I was born in the humble mining hamlet of Silverton, CO where until recently the local paper published a section on the back page called "Camp Doins." The section would provide abbreviated details of gossip and the eccentric events that made Silverton such an interesting place for my parents to settle Out West soon after college. Because there are only two ways in and out of Silverton - precarious mountain passes often closed during the winter due to avalanches - at times it could feel as isolated as a Pacific Island. It seems that Meghan and I paralleled my parents when we decided to move to Kodiak last year. Anyway, here are some recent eccentric events from the last two weeks of our new Anchorage life.

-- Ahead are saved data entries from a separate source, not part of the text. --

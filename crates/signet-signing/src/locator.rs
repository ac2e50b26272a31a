//! Locating the external signing tool

use std::cmp::Ordering;
use std::path::{Path, PathBuf};

use once_cell::sync::OnceCell;
use tracing::{debug, info};

use crate::error::{Result, SigningError};

/// File name of the signing tool
pub const SIGNTOOL_EXE: &str = "signtool.exe";

/// Finds the signing tool executable
pub trait ToolLocator: Send + Sync {
    /// Path to the executable, or `ToolNotFound`
    fn locate(&self) -> Result<PathBuf>;
}

fn not_found() -> SigningError {
    SigningError::ToolNotFound {
        tool: SIGNTOOL_EXE.to_string(),
        hint: "Install the Windows SDK or configure tool.path".to_string(),
    }
}

/// Locator that always answers with one configured path
#[derive(Debug, Clone)]
pub struct FixedToolLocator {
    path: PathBuf,
}

impl FixedToolLocator {
    pub fn new(path: impl Into<PathBuf>) -> Self {
        Self { path: path.into() }
    }
}

impl ToolLocator for FixedToolLocator {
    fn locate(&self) -> Result<PathBuf> {
        if self.path.is_file() {
            Ok(self.path.clone())
        } else {
            debug!(path = %self.path.display(), "configured signing tool does not exist");
            Err(not_found())
        }
    }
}

/// Searches the well-known SDK install directories.
///
/// The first hit is remembered for the lifetime of the locator and never
/// re-checked, even if the file disappears later.
#[derive(Debug)]
pub struct SdkToolLocator {
    extra_roots: Vec<PathBuf>,
    program_files: Vec<PathBuf>,
    search_path: bool,
    cached: OnceCell<PathBuf>,
}

impl SdkToolLocator {
    /// Locator over the current machine's Program Files directories
    pub fn new() -> Self {
        let mut program_files = Vec::new();
        for var in ["ProgramFiles(x86)", "ProgramFiles"] {
            if let Some(dir) = std::env::var_os(var) {
                let dir = PathBuf::from(dir);
                if !program_files.contains(&dir) {
                    program_files.push(dir);
                }
            }
        }
        if program_files.is_empty() {
            program_files.push(PathBuf::from(r"C:\Program Files (x86)"));
            program_files.push(PathBuf::from(r"C:\Program Files"));
        }

        Self {
            extra_roots: Vec::new(),
            program_files,
            search_path: true,
            cached: OnceCell::new(),
        }
    }

    /// Locator over explicit Program Files directories, without PATH lookup
    pub fn with_program_files(program_files: Vec<PathBuf>) -> Self {
        Self {
            extra_roots: Vec::new(),
            program_files,
            search_path: false,
            cached: OnceCell::new(),
        }
    }

    /// Directories checked for the tool before any SDK location
    pub fn with_extra_roots(mut self, roots: Vec<PathBuf>) -> Self {
        self.extra_roots = roots;
        self
    }

    /// Candidate paths in search order.
    ///
    /// Versioned Windows 10 SDK directories are listed newest first, and
    /// 64-bit binaries come before 32-bit ones at every level.
    pub fn candidates(&self) -> Vec<PathBuf> {
        let mut candidates: Vec<PathBuf> = self
            .extra_roots
            .iter()
            .map(|root| root.join(SIGNTOOL_EXE))
            .collect();

        for program_files in &self.program_files {
            let kits10 = program_files.join("Windows Kits").join("10").join("bin");
            for version in sdk_versions(&kits10) {
                for arch in ["x64", "x86"] {
                    candidates.push(version.join(arch).join(SIGNTOOL_EXE));
                }
            }
            for arch in ["x64", "x86"] {
                candidates.push(kits10.join(arch).join(SIGNTOOL_EXE));
            }
        }

        for program_files in &self.program_files {
            for kit in ["8.1", "8.0"] {
                for arch in ["x64", "x86"] {
                    candidates.push(
                        program_files
                            .join("Windows Kits")
                            .join(kit)
                            .join("bin")
                            .join(arch)
                            .join(SIGNTOOL_EXE),
                    );
                }
            }
            candidates.push(
                program_files
                    .join("Microsoft SDKs")
                    .join("Windows")
                    .join("v7.1A")
                    .join("Bin")
                    .join(SIGNTOOL_EXE),
            );
        }

        candidates
    }

    fn search(&self) -> Result<PathBuf> {
        if let Some(found) = self.candidates().into_iter().find(|c| c.is_file()) {
            return Ok(found);
        }

        if self.search_path {
            if let Ok(found) = which::which("signtool") {
                return Ok(found);
            }
        }

        Err(not_found())
    }
}

impl Default for SdkToolLocator {
    fn default() -> Self {
        Self::new()
    }
}

impl ToolLocator for SdkToolLocator {
    fn locate(&self) -> Result<PathBuf> {
        self.cached
            .get_or_try_init(|| {
                let found = self.search()?;
                info!(path = %found.display(), "located signing tool");
                Ok(found)
            })
            .cloned()
    }
}

/// Versioned SDK directories (`10.0.x.y`) under `bin`, newest first
fn sdk_versions(bin: &Path) -> Vec<PathBuf> {
    let Ok(entries) = std::fs::read_dir(bin) else {
        return Vec::new();
    };

    let mut versions: Vec<(Vec<u64>, PathBuf)> = entries
        .filter_map(|e| e.ok())
        .filter(|e| e.path().is_dir())
        .filter_map(|e| {
            let name = e.file_name().to_string_lossy().to_string();
            parse_version(&name).map(|v| (v, e.path()))
        })
        .collect();

    versions.sort_by(|a, b| compare_versions(&b.0, &a.0));
    versions.into_iter().map(|(_, path)| path).collect()
}

fn parse_version(name: &str) -> Option<Vec<u64>> {
    if !name.contains('.') {
        return None;
    }
    name.split('.').map(|part| part.parse().ok()).collect()
}

fn compare_versions(a: &[u64], b: &[u64]) -> Ordering {
    a.iter().cmp(b.iter())
}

Last Monday Meghan and I attended a lecture at the newly remodeled Anchorage Museum. "Kodiak and Chugach Mythology: East Asian Links" was delivered by a Russian anthropologist who seemed to claim that, due to Kodiak's location as the "keystone of the Pacific," it's a place where one might find many of the mythologies believed by people in both in the East and West. Meg and I pretended that we were listening to an erudite lecture at some prestigious institution, nodding our heads profusely at each accent-inflected sentence.

Last Thursday we joined some of Meg's new coworkers for a meal and a concert at the Bear Tooth. The Hold Steady, hailing from the Twin Cities and now Brooklynites, stopped in for a show before their Canadian tour. I tried to explain their sound to Meghan as The Promise Ring meets Guided by Voices post-punk rock with an ebullient spectacled "Woodie Allenish" lead singer (do I sound like Pitchfork?). Anyway, they played a full set with an encore to the delight of the talent-starved Alaska indie scene. It was a late night.

Oh yeah, and we've been doing some Xtreme household improvements like buying furniture from Craigslist, shopping at Lowe's and putting together a new dresser. If you squint it almost looks like fashioning a frontier cabin in the woods from rough timber.